Output the records in full, exactly as given.

══════════════════════════════

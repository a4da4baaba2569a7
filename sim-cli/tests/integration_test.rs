//! Integration tests for the Sim engine
//!
//! Drives full rounds the way a host does: claims for the human side,
//! wakeups handed straight back for the computer side.

use sim_core::{
    completed_triangles, Advance, GameEvent, GameGraph, Ignored, Owner, Phase, Player, Session,
    SessionConfig, Step, Wakeup,
};
use rand::SeedableRng;
use rand_chacha::ChaCha8Rng;

// ============================================================================
// TEST FIXTURES
// ============================================================================

/// Play until the round is lost; returns every advance in order.
/// The reset wakeup is left pending on the last advance.
fn play_until_loss(session: &mut Session, rng: &mut ChaCha8Rng) -> Vec<Advance> {
    let mut history = Vec::new();
    let mut pending: Option<Wakeup> = None;

    loop {
        let advance = match pending.take() {
            Some(wakeup) => session.wake(wakeup).unwrap(),
            None => {
                let edge = session.store().random_neutral_edge(rng).unwrap();
                session.claim(edge).unwrap()
            }
        };
        pending = advance.wakeup;
        let lost = advance.loser().is_some();
        history.push(advance);
        if lost {
            return history;
        }
        assert!(history.len() < 64, "round did not terminate");
    }
}

// ============================================================================
// FULL ROUNDS
// ============================================================================

#[test]
fn test_every_round_ends_with_one_flagged_triangle() {
    let graph = GameGraph::new().unwrap();
    let mut rng = ChaCha8Rng::seed_from_u64(100);

    for seed in 0..50 {
        let mut session = Session::new(&graph, SessionConfig::instant().with_seed(seed));
        let history = play_until_loss(&mut session, &mut rng);
        let loser = session.loser().expect("round must have a loser");
        assert_eq!(session.phase(), Phase::RoundOver);

        let flagged: Vec<_> = session
            .store()
            .iter()
            .filter(|(_, s)| s.contributed_to_loss)
            .map(|(e, _)| e)
            .collect();
        assert_eq!(flagged.len(), 3);
        for &e in &flagged {
            assert_eq!(session.edge_state(e).owner, Owner::from(loser));
        }

        let triangle = graph.triangles().iter().find(|t| {
            let mut sides = t.edges.to_vec();
            sides.sort();
            sides == flagged
        });
        assert!(triangle.is_some(), "flagged edges must form a triangle");

        // the winner never completed anything
        assert!(completed_triangles(&graph, session.store(), loser.opponent()).is_empty());
        assert!(!completed_triangles(&graph, session.store(), loser).is_empty());

        let last = history.last().unwrap();
        assert_eq!(last.wakeup.unwrap().step, Step::ResetRound);
    }
}

#[test]
fn test_turns_alternate() {
    let graph = GameGraph::new().unwrap();
    let mut rng = ChaCha8Rng::seed_from_u64(5);
    let mut session = Session::new(&graph, SessionConfig::instant().with_seed(6));

    let history = play_until_loss(&mut session, &mut rng);
    let claims: Vec<Player> = history
        .iter()
        .flat_map(|a| a.events.iter())
        .filter_map(|e| match e {
            GameEvent::Claimed { player, .. } => Some(*player),
            _ => None,
        })
        .collect();

    assert_eq!(claims[0], Player::Human);
    for pair in claims.windows(2) {
        assert_ne!(pair[0], pair[1]);
    }
}

#[test]
fn test_reset_restores_fresh_round() {
    let graph = GameGraph::new().unwrap();
    let mut rng = ChaCha8Rng::seed_from_u64(17);
    let mut session = Session::new(&graph, SessionConfig::instant().with_seed(18));

    for round in 1..=5 {
        assert_eq!(session.round(), round);
        let history = play_until_loss(&mut session, &mut rng);
        let reset = history.last().unwrap().wakeup.unwrap();

        let advance = session.wake(reset).unwrap();
        assert_eq!(advance.events, vec![GameEvent::RoundReset { round: round + 1 }]);
        assert_eq!(session.loser(), None);
        assert_eq!(session.current_turn(), Player::Human);
        assert_eq!(session.phase(), Phase::HumanTurn);
        assert!(session
            .store()
            .iter()
            .all(|(_, s)| s.owner == Owner::Neutral && !s.contributed_to_loss));
    }
}

#[test]
fn test_same_seeds_replay_identically() {
    let graph = GameGraph::new().unwrap();

    let run = || {
        let mut rng = ChaCha8Rng::seed_from_u64(77);
        let mut session = Session::new(&graph, SessionConfig::instant().with_seed(78));
        play_until_loss(&mut session, &mut rng)
    };

    assert_eq!(run(), run());
}

// ============================================================================
// HOST BEHAVIOR
// ============================================================================

#[test]
fn test_input_while_computer_thinks_is_ignored() {
    let graph = GameGraph::new().unwrap();
    let mut session = Session::new(&graph, SessionConfig::default().with_seed(1));

    let advance = session.claim_key("AB").unwrap();
    let thinking = advance.wakeup.unwrap();
    assert_eq!(thinking.step, Step::ComputerMove);

    let before = session.store().neutral_count();
    for key in ["CD", "EF", "AB"] {
        let ignored = session.claim_key(key).unwrap();
        assert!(ignored.is_ignored());
    }
    assert_eq!(session.store().neutral_count(), before);

    session.wake(thinking).unwrap();
    assert_eq!(session.store().neutral_count(), before - 1);
}

#[test]
fn test_leftover_wakeup_cannot_fire_after_reset() {
    let graph = GameGraph::new().unwrap();
    let mut session = Session::new(&graph, SessionConfig::instant().with_seed(2));

    let thinking = session.claim_key("AC").unwrap().wakeup.unwrap();
    session.reset_round();

    let advance = session.wake(thinking).unwrap();
    assert_eq!(advance.events, vec![GameEvent::Ignored(Ignored::StaleWakeup)]);
    assert_eq!(session.store().neutral_count(), 15);

    // the new round plays normally
    let thinking = session.claim_key("AC").unwrap().wakeup.unwrap();
    assert_eq!(thinking.round, 2);
    session.wake(thinking).unwrap();
    assert_eq!(session.store().owned_by(Owner::Computer).count(), 1);
}

#[test]
fn test_snapshot_serializes() {
    let graph = GameGraph::new().unwrap();
    let mut session = Session::new(&graph, SessionConfig::instant());
    session.claim_key("ef").unwrap();

    let json = serde_json::to_value(session.snapshot()).unwrap();
    assert_eq!(json["round"], 1);
    assert_eq!(json["current_turn"], "computer");
    assert_eq!(json["phase"], "ComputerThinking");
    assert_eq!(json["edges"].as_array().unwrap().len(), 15);
    assert_eq!(json["edges"][14]["key"], "EF");
    assert_eq!(json["edges"][14]["owner"], "human");
}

══════════════════════════════

* [PROBLEM SOLUTION]:
repository a4da4baaba2569a7
filename sim-cli/tests/integration_test.rs
//! Integration tests for the Sim engine
//!
//! Drives full rounds the way a host does: claims for the human side,
//! wakeups handed straight back for the computer side.

use sim_core::{
    completed_triangles, Advance, GameEvent, GameGraph, Ignored, Owner, Phase, Player, Session,
    SessionConfig, Step, Wakeup,
};
use rand::SeedableRng;
use rand_chacha::ChaCha8Rng;

// ============================================================================
// TEST FIXTURES
// ============================================================================

/// Play until the round is lost; returns every advance in order.
/// The reset wakeup is left pending on the last advance.
fn play_until_loss(session: &mut Session, rng: &mut ChaCha8Rng) -> Vec<Advance> {
    let mut history = Vec::new();
    let mut pending: Option<Wakeup> = None;

    loop {
        let advance = match pending.take() {
            Some(wakeup) => session.wake(wakeup).unwrap(),
            None => {
                let edge = session.store().random_neutral_edge(rng).unwrap();
                session.claim(edge).unwrap()
            }
        };
        pending = advance.wakeup;
        let lost = advance.loser().is_some();
        history.push(advance);
        if lost {
            return history;
        }
        assert!(history.len() < 64, "round did not terminate");
    }
}

// ============================================================================
// FULL ROUNDS
// ============================================================================

#[test]
fn test_every_round_ends_with_one_flagged_triangle() {
    let graph = GameGraph::new().unwrap();
    let mut rng = ChaCha8Rng::seed_from_u64(100);

    for seed in 0..50 {
        let mut session = Session::new(&graph, SessionConfig::instant().with_seed(seed));
        let history = play_until_loss(&mut session, &mut rng);
        let loser = session.loser().expect("round must have a loser");
        assert_eq!(session.phase(), Phase::RoundOver);

        let flagged: Vec<_> = session
            .store()
            .iter()
            .filter(|(_, s)| s.contributed_to_loss)
            .map(|(e, _)| e)
            .collect();
        assert_eq!(flagged.len(), 3);
        for &e in &flagged {
            assert_eq!(session.edge_state(e).owner, Owner::from(loser));
        }

        let triangle = graph.triangles().iter().find(|t| {
            let mut sides = t.edges.to_vec();
            sides.sort();
            sides == flagged
        });
        assert!(triangle.is_some(), "flagged edges must form a triangle");

        // the winner never completed anything
        assert!(completed_triangles(&graph, session.store(), loser.opponent()).is_empty());
        assert!(!completed_triangles(&graph, session.store(), loser).is_empty());

        let last = history.last().unwrap();
        assert_eq!(last.wakeup.unwrap().step, Step::ResetRound);
    }
}

#[test]
fn test_turns_alternate() {
    let graph = GameGraph::new().unwrap();
    let mut rng = ChaCha8Rng::seed_from_u64(5);
    let mut session = Session::new(&graph, SessionConfig::instant().with_seed(6));

    let history = play_until_loss(&mut session, &mut rng);
    let claims: Vec<Player> = history
        .iter()
        .flat_map(|a| a.events.iter())
        .filter_map(|e| match e {
            GameEvent::Claimed { player, .. } => Some(*player),
            _ => None,
        })
        .collect();

    assert_eq!(claims[0], Player::Human);
    for pair in claims.windows(2) {
        assert_ne!(pair[0], pair[1]);
    }
}

#[test]
fn test_reset_restores_fresh_round() {
    let graph = GameGraph::new().unwrap();
    let mut rng = ChaCha8Rng::seed_from_u64(17);
    let mut session = Session::new(&graph, SessionConfig::instant().with_seed(18));

    for round in 1..=5 {
        assert_eq!(session.round(), round);
        let history = play_until_loss(&mut session, &mut rng);
        let reset = history.last().unwrap().wakeup.unwrap();

        let advance = session.wake(reset).unwrap();
        assert_eq!(advance.events, vec![GameEvent::RoundReset { round: round + 1 }]);
        assert_eq!(session.loser(), None);
        assert_eq!(session.current_turn(), Player::Human);
        assert_eq!(session.phase(), Phase::HumanTurn);
        assert!(session
            .store()
            .iter()
            .all(|(_, s)| s.owner == Owner::Neutral && !s.contributed_to_loss));
    }
}

#[test]
fn test_same_seeds_replay_identically() {
    let graph = GameGraph::new().unwrap();

    let run = || {
        let mut rng = ChaCha8Rng::seed_from_u64(77);
        let mut session = Session::new(&graph, SessionConfig::instant().with_seed(78));
        play_until_loss(&mut session, &mut rng)
    };

    assert_eq!(run(), run());
}

// ============================================================================
// HOST BEHAVIOR
// ============================================================================

#[test]
fn test_input_while_computer_thinks_is_ignored() {
    let graph = GameGraph::new().unwrap();
    let mut session = Session::new(&graph, SessionConfig::default().with_seed(1));

    let advance = session.claim_key("AB").unwrap();
    let thinking = advance.wakeup.unwrap();
    assert_eq!(thinking.step, Step::ComputerMove);

    let before = session.store().neutral_count();
    for key in ["CD", "EF", "AB"] {
        let ignored = session.claim_key(key).unwrap();
        assert!(ignored.is_ignored());
    }
    assert_eq!(session.store().neutral_count(), before);

    session.wake(thinking).unwrap();
    assert_eq!(session.store().neutral_count(), before - 1);
}

#[test]
fn test_leftover_wakeup_cannot_fire_after_reset() {
    let graph = GameGraph::new().unwrap();
    let mut session = Session::new(&graph, SessionConfig::instant().with_seed(2));

    let thinking = session.claim_key("AC").unwrap().wakeup.unwrap();
    session.reset_round();

    let advance = session.wake(thinking).unwrap();
    assert_eq!(advance.events, vec![GameEvent::Ignored(Ignored::StaleWakeup)]);
    assert_eq!(session.store().neutral_count(), 15);

    // the new round plays normally
    let thinking = session.claim_key("AC").unwrap().wakeup.unwrap();
    assert_eq!(thinking.round, 2);
    session.wake(thinking).unwrap();
    assert_eq!(session.store().owned_by(Owner::Computer).count(), 1);
}

#[test]
fn test_snapshot_serializes() {
    let graph = GameGraph::new().unwrap();
    let mut session = Session::new(&graph, SessionConfig::instant());
    session.claim_key("ef").unwrap();

    let json = serde_json::to_value(session.snapshot()).unwrap();
    assert_eq!(json["round"], 1);
    assert_eq!(json["current_turn"], "computer");
    assert_eq!(json["phase"], "ComputerThinking");
    assert_eq!(json["edges"].as_array().unwrap().len(), 15);
    assert_eq!(json["edges"][14]["key"], "EF");
    assert_eq!(json["edges"][14]["owner"], "human");
}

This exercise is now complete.